Mitochondrial membrane potential acts as a retrograde signal to regulate cell cycle progression

Abstract

AbstractMitochondria are central to numerous anabolic and catabolic pathways whereby mitochondrial dysfunction has a profound impact on metabolism and can manifest in disease. The consequences of mitochondrial dysfunction can be ameliorated by adaptive responses that rely on mito-cellular crosstalk to communicate mitochondrial distress to the rest of the cell. Such mito-cellular signaling slows cell cycle progression in mitochondrial-DNA deficient (ρ0) Saccharomyces cerevisiae cells, but the initial trigger and the pathway mediating the response has remained unknown.

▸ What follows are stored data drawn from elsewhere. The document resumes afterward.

impl SimLab {
    pub fn new() -> Self {
        Self::default()
    }

    /// A lab with one volume group spread over `pv_count` devices of
    /// `pv_size` bytes each, named `/dev/loop0`, `/dev/loop1`, ...
    pub fn with_vg(name: &str, pv_count: usize, pv_size: u64) -> Result<Self> {
        let lab = Self::new();
        let devices: Vec<String> = (0..pv_count).map(|i| format!("/dev/loop{i}")).collect();
        for device in &devices {
            lab.add_device(device, pv_size);
        }
        let refs: Vec<&str> = devices.iter().map(String::as_str).collect();
        lab.create_vg(name, &refs)?;
        Ok(lab)
    }

    /// Make a block device of `size` bytes available
    pub fn add_device(&self, device: &str, size: u64) {
        self.world
            .borrow_mut()
            .devices
            .insert(device.to_string(), size);
    }

    /// Create a committed volume group on existing devices
    pub fn create_vg(&self, name: &str, devices: &[&str]) -> Result<()> {
        let mut world = self.world.borrow_mut();
        if world.vgs.contains_key(name) {
            return Err(LabError::AlreadyExists {
                name: name.to_string(),
            });
        }

        let mut vg = SimVg::new(name);
        for device in devices {
            if let Some(owner) = world.device_owner(device) {
                return Err(LabError::DeviceInUse {
                    device: device.to_string(),
                    vg: owner.to_string(),
                });
            }
            if !world.devices.contains_key(*device) {
                return Err(LabError::DeviceNotFound {
                    device: device.to_string(),
                });
            }
            let pv = world.new_pv(device).ok_or_else(|| LabError::DeviceTooSmall {
                device: device.to_string(),
            })?;
            vg.pvs.push(pv);
        }
        vg.commit();
        world.vgs.insert(name.to_string(), vg);
        Ok(())
    }

    /// Create a logical volume directly, bypassing the binding
    pub fn create_lv(&self, vg: &str, name: &str, size: u64, active: bool) -> Result<String> {
        let mut world = self.world.borrow_mut();
        let serial = world.next_serial();
        let group = world.vgs.get_mut(vg).ok_or_else(|| LabError::VgNotFound {
            name: vg.to_string(),
        })?;
        if group.lvs.iter().any(|lv| lv.name == name) {
            return Err(LabError::AlreadyExists {
                name: format!("{vg}/{name}"),
            });
        }
        let needed = size.div_ceil(group.extent_size);
        let free = group.free_extents();
        if needed > free {
            return Err(LabError::InsufficientSpace {
                vg: vg.to_string(),
                needed,
                free,
            });
        }
        let uuid = lvm_uuid();
        group.lvs.push(SimLv {
            serial,
            name: name.to_string(),
            uuid: uuid.clone(),
            extents: needed,
            active,
            suspended: false,
            tags: BTreeSet::new(),
        });
        group.commit();
        Ok(uuid)
    }

    /// Mark a logical volume as held open (mounted) or released
    pub fn set_busy(&self, vg: &str, lv: &str, busy: bool) {
        let key = (vg.to_string(), lv.to_string());
        let mut world = self.world.borrow_mut();
        if busy {
            world.busy.insert(key);
        } else {
            world.busy.remove(&key);
        }
    }

    pub fn set_suspended(&self, vg: &str, lv: &str, suspended: bool) -> Result<()> {
        let mut world = self.world.borrow_mut();
        let lv = world
            .vgs
            .get_mut(vg)
            .and_then(|group| group.lvs.iter_mut().find(|candidate| candidate.name == lv))
            .ok_or_else(|| LabError::LvNotFound {
                vg: vg.to_string(),
                name: lv.to_string(),
            })?;
        lv.suspended = suspended;
        Ok(())
    }

    pub fn set_clustered(&self, vg: &str, clustered: bool) -> Result<()> {
        let mut world = self.world.borrow_mut();
        let group = world.vgs.get_mut(vg).ok_or_else(|| LabError::VgNotFound {
            name: vg.to_string(),
        })?;
        group.clustered = clustered;
        Ok(())
    }

    /// Hold the volume group lock from outside the lab's backends
    pub fn lock_vg(&self, vg: &str) {
        self.world
            .borrow_mut()
            .external_locks
            .insert(vg.to_string());
    }

    pub fn unlock_vg(&self, vg: &str) {
        self.world.borrow_mut().external_locks.remove(vg);
    }

    /// Refuse to remove active logical volumes, as some lvm2 builds do
    pub fn set_strict_remove(&self, strict: bool) {
        self.world.borrow_mut().strict_remove = strict;
    }

    /// Make library initialization fail with `errno` and `message`
    pub fn fail_init(&self, errno: i32, message: &str) {
        self.world.borrow_mut().fail_init = Some(NativeError::new(errno, message));
    }

    /// Fail the next backend call named `operation` (e.g. `"vg_write"`)
    pub fn inject_failure(&self, operation: &str, errno: i32, message: &str) {
        self.world
            .borrow_mut()
            .faults
            .insert(operation.to_string(), NativeError::new(errno, message));
    }

    /// A fresh library instance over this lab
    pub fn backend(&self) -> NativeResult<SimBackend> {
        SimBackend::init(self.clone())
    }

    /// Open the binding over this lab
    pub fn open(&self) -> liblvm::Result<Lvm<SimBackend>> {
        let backend = self
            .backend()
            .map_err(|native| classify(Operation::Init, "sim", native))?;
        Ok(Lvm::with_backend(backend))
    }

    /// Open the binding and apply `config`
    pub fn open_with(&self, config: &LvmConfig) -> liblvm::Result<Lvm<SimBackend>> {
        let lvm = self.open()?;
        lvm.apply_config(config)?;
        Ok(lvm)
    }

    pub fn vg_names(&self) -> Vec<String> {
        self.world
            .borrow()
            .vgs
            .values()
            .filter(|vg| vg.committed)
            .map(|vg| vg.name.clone())
            .collect()
    }

    pub fn lv_names(&self, vg: &str) -> Vec<String> {
        self.with_vg_state(vg, |group| group.lvs.iter().map(|lv| lv.name.clone()).collect())
            .unwrap_or_default()
    }

    pub fn lv_active(&self, vg: &str, lv: &str) -> Option<bool> {
        self.with_lv_state(vg, lv, |state| state.active)
    }

    pub fn lv_tags(&self, vg: &str, lv: &str) -> Option<BTreeSet<String>> {
        self.with_lv_state(vg, lv, |state| state.tags.clone())
    }

    /// Allocated size in bytes
    pub fn lv_size(&self, vg: &str, lv: &str) -> Option<u64> {
        let extent_size = self.with_vg_state(vg, |group| group.extent_size)?;
        self.with_lv_state(vg, lv, |state| state.extents * extent_size)
    }

    pub fn vg_tags(&self, vg: &str) -> Option<BTreeSet<String>> {
        self.with_vg_state(vg, |group| group.tags.clone())
    }

    pub fn vg_seqno(&self, vg: &str) -> Option<u64> {
        self.with_vg_state(vg, |group| group.seqno)
    }

    pub fn vg_devices(&self, vg: &str) -> Vec<String> {
        self.with_vg_state(vg, |group| group.pvs.iter().map(|pv| pv.device.clone()).collect())
            .unwrap_or_default()
    }

    pub fn free_extents(&self, vg: &str) -> Option<u64> {
        self.with_vg_state(vg, SimVg::free_extents)
    }

    /// Whether the group has changes that were never written
    pub fn is_dirty(&self, vg: &str) -> Option<bool> {
        self.with_vg_state(vg, |group| group.dirty)
    }

    /// Volume group handles currently open across all backends
    pub fn open_vg_handles(&self) -> usize {
        self.world.borrow().handles.len()
    }

    /// Library instances not yet released
    pub fn live_backends(&self) -> u32 {
        self.world.borrow().live_backends
    }

    pub fn overrides(&self) -> Vec<String> {
        self.world.borrow().overrides.clone()
    }

    pub fn scan_count(&self) -> u32 {
        self.world.borrow().scans
    }

    pub fn reload_count(&self) -> u32 {
        self.world.borrow().reloads
    }

    fn with_vg_state<T>(&self, vg: &str, f: impl FnOnce(&SimVg) -> T) -> Option<T> {
        self.world.borrow().vgs.get(vg).map(f)
    }

    fn with_lv_state<T>(&self, vg: &str, lv: &str, f: impl FnOnce(&SimLv) -> T) -> Option<T> {
        self.world
            .borrow()
            .vgs
            .get(vg)
            .and_then(|group| group.lvs.iter().find(|state| state.name == lv))
            .map(f)
    }
}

Here, we show that decreased mitochondrial membrane potential (ΔΨm) acts as the initial signal of mitochondrial stress that delays G1-to-S phase transition in both ρ0 and control cells. Accordingly, experimentally increasing ΔΨm was sufficient to restore timely cell cycle progression in ρ0 cells. Neither the RTG retrograde pathway nor central DNA damage checkpoint kinases were involved in mediating this form of mito-cellular communication. The identification of ΔΨm as a novel regulator of cell cycle progression may have implications for disease states involving mitochondrial dysfunction.